Because February was such a strong month for equities—and for Fidelity’s stock funds—the January sell-off is looking more like an aberration and not a harbinger of another market apocalypse, suggests John Bonnanzio in Fidelity Monitor & Insight.

While fourth-quarter consumer spending has been revised down to 2.6% from 3.3%, that’s still the fastest increase in seven quarters. Also, businesses are spending more on equipment, and US exports rose 9.4%.

Among growth stocks, the number of companies booking revenue growth appears to be rising. This should lend support to growth stocks as the year progresses. As such, we are modestly rebalancing our style exposures to emphasize “growthier” stocks.

These types of stocks are held in Fidelity Blue Chip Growth (US:FBGRX). Unless his fund implodes over the next few months, Sonu Kalra will look back over his five-year tenure on this large-cap growth fund and likely boast that he has beaten around 90% of his peers.

Beating his Russell 1000 Growth benchmark in four of the past five years, his success is no secret: he’s an outstanding stock picker. And, he’s pretty darn good at making the right sector allocations, too.

In the case of the former, he added five percentage points of value via astute stock selection, whereas sector allocations gained the fund’s shareholders almost a full percentage point.

And here’s what we especially like right now: though underweighted in tech, strong stock picking in that arena was a top performance-driver.

The fund’s top holding are Google (GOOG), Apple (AAPL), Gilead Sciences (GILD), Amazon (AMZN) and Facebook (FB).

Along with our desire to slightly deemphasize value stocks, we are also buying Fidelity Mid-Cap Stock (US:FMCSX), which leans towards growth.

True to its name and mission, manager John Roth looks for mid-cap firms where his fundamental analysis projects a future earnings power greater than the market currently expects. (Whereas his S&P Mid-Cap 400 benchmark sports a trailing 1-year P/E of 22, this fund clocks in at a more aggressive 28.)

He places his largest bets where he has the greatest conviction, but manages risk by keeping the size of positions modest and the number of positions large.
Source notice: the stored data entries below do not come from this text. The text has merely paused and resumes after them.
use crate::TxPhase;
use alloy_primitives::{Address, U256};
use vault_primitives::{NetworkId, TxHandle};
use vault_units::UnitsError;

/// Why an operation ended without reaching the chain, or failed on it.
///
/// This is what a network's `last_error` holds.
#[derive(Clone, Debug, PartialEq, Eq, thiserror::Error)]
pub enum TxError {
    #[error("amount must be greater than zero")]
    ZeroAmount,
    #[error("amount {amount} must exceed the vault fee of {fee}")]
    AmountMustExceedFee { amount: U256, fee: U256 },
    #[error("invalid recipient {0}")]
    InvalidRecipient(Address),
    #[error("insufficient balance: {available} available, {required} required")]
    InsufficientBalance { required: U256, available: U256 },
    #[error("insufficient allowance: {allowance} approved, {required} required")]
    InsufficientAllowance { required: U256, allowance: U256 },
    #[error("invalid batch: {0}")]
    InvalidBatch(String),
    /// A balance, allowance or fee read failed before anything was submitted.
    #[error("pre-flight read failed: {0}")]
    PreflightRead(#[from] CallError),
    #[error("submission rejected: {0}")]
    SubmissionRejected(String),
    #[error("submission failed: {0}")]
    SubmissionFailed(String),
    #[error(transparent)]
    Amount(#[from] UnitsError),
}

impl TxError {
    /// Classifies a failure to submit or to see a submitted call through.
    pub fn submission(err: CallError) -> Self {
        match err {
            CallError::Rejected(reason) => Self::SubmissionRejected(reason),
            err => Self::SubmissionFailed(err.to_string()),
        }
    }
}

/// A transition the coordinator refused to apply.
#[derive(Clone, Debug, PartialEq, Eq, thiserror::Error)]
pub enum CoordinatorError {
    #[error("an operation is already in flight on {network} ({phase})")]
    Busy { network: NetworkId, phase: TxPhase },
    #[error("{network} is not the active network")]
    InactiveNetwork { network: NetworkId },
    #[error("event for {handle} does not belong to the pending operation on {network}")]
    WrongNetworkEvent { network: NetworkId, handle: TxHandle },
    #[error("cannot {action} on {network} while {phase}")]
    InvalidTransition { network: NetworkId, phase: TxPhase, action: &'static str },
}

impl CoordinatorError {
    /// Whether the event was stale and dropped rather than rejected.
    pub fn is_dropped_event(&self) -> bool {
        matches!(self, Self::InactiveNetwork { .. } | Self::WrongNetworkEvent { .. })
    }
}

/// Failure reported by a collaborator.
#[derive(Clone, Debug, PartialEq, Eq, thiserror::Error)]
pub enum CallError {
    /// The user declined to sign.
    #[error("rejected: {0}")]
    Rejected(String),
    #[error("rpc error: {0}")]
    Rpc(String),
    #[error("failed to decode {signature} result: {reason}")]
    Decode { signature: &'static str, reason: String },
}

/// Error returned by [`VaultSession`](crate::VaultSession) operations.
#[derive(Debug, thiserror::Error)]
pub enum SessionError {
    /// Amount conversion failed before anything was started.
    #[error(transparent)]
    Amount(#[from] UnitsError),
    /// The operation ran and failed; the same error is stored in the network's state.
    #[error(transparent)]
    Tx(#[from] TxError),
    #[error(transparent)]
    Coordinator(#[from] CoordinatorError),
    #[error(transparent)]
    Call(#[from] CallError),
    #[error("no vault contract configured for {0}")]
    MissingVault(NetworkId),
}
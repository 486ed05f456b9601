//! Vault wallet primitives.
//!
//! Types shared by the amount codec, the configuration layer and the transaction coordinator.

#![cfg_attr(not(test), warn(unused_crate_dependencies))]

mod asset;
mod network;
mod transaction;

pub use asset::*;
pub use network::*;
pub use transaction::*;
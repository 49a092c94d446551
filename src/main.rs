//! Test dashboard CLI application.

mod cli;

use anyhow::Result;
use clap::Parser;
use cli::{Cli, Commands};
use testdash_monitor::setup_logging;

#[tokio::main]
async fn main() -> Result<()> {
    let cli = Cli::parse();

    let log_level = match cli.log_level {
        cli::LogLevel::Trace => "trace",
        cli::LogLevel::Debug => "debug",
        cli::LogLevel::Info => "info",
        cli::LogLevel::Warn => "warn",
        cli::LogLevel::Error => "error",
    };

    // The dashboard owns the terminal; its diagnostics go to a log file
    // configured inside the command rather than stdout.
    if !matches!(cli.command, Commands::Dashboard(_)) {
        setup_logging(log_level, cli.json_logs);
    }

    // Execute command
    match cli.command {
        Commands::Dashboard(args) => {
            cli::commands::dashboard::run(args, &cli.config, log_level).await
        }
        Commands::Simulate(args) => cli::commands::simulate::run(args).await,
        Commands::Tests => cli::commands::tests::run().await,
        Commands::ValidateConfig => cli::commands::validate::run(&cli.config).await,
    }
}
He has nearly 200 holdings and the top-ten names make up just 13% of the fund.

John served his shareholders well last year with top picks like Tesla Motors (TSLA), a significant performance driver.

The fund’s top holdings are Telsa, Henry Schein (HSIC), United Rentals (URI), Gartner (IT) and Kansas City Southern (KSU).

The fund also has some exposure to pricey biotech. Even so, this is hardly a shoot-the-lights-out growth fund as volatility is below all his mid-cap peers. To that end, this trade actually tempers risk while increasing growth exposure.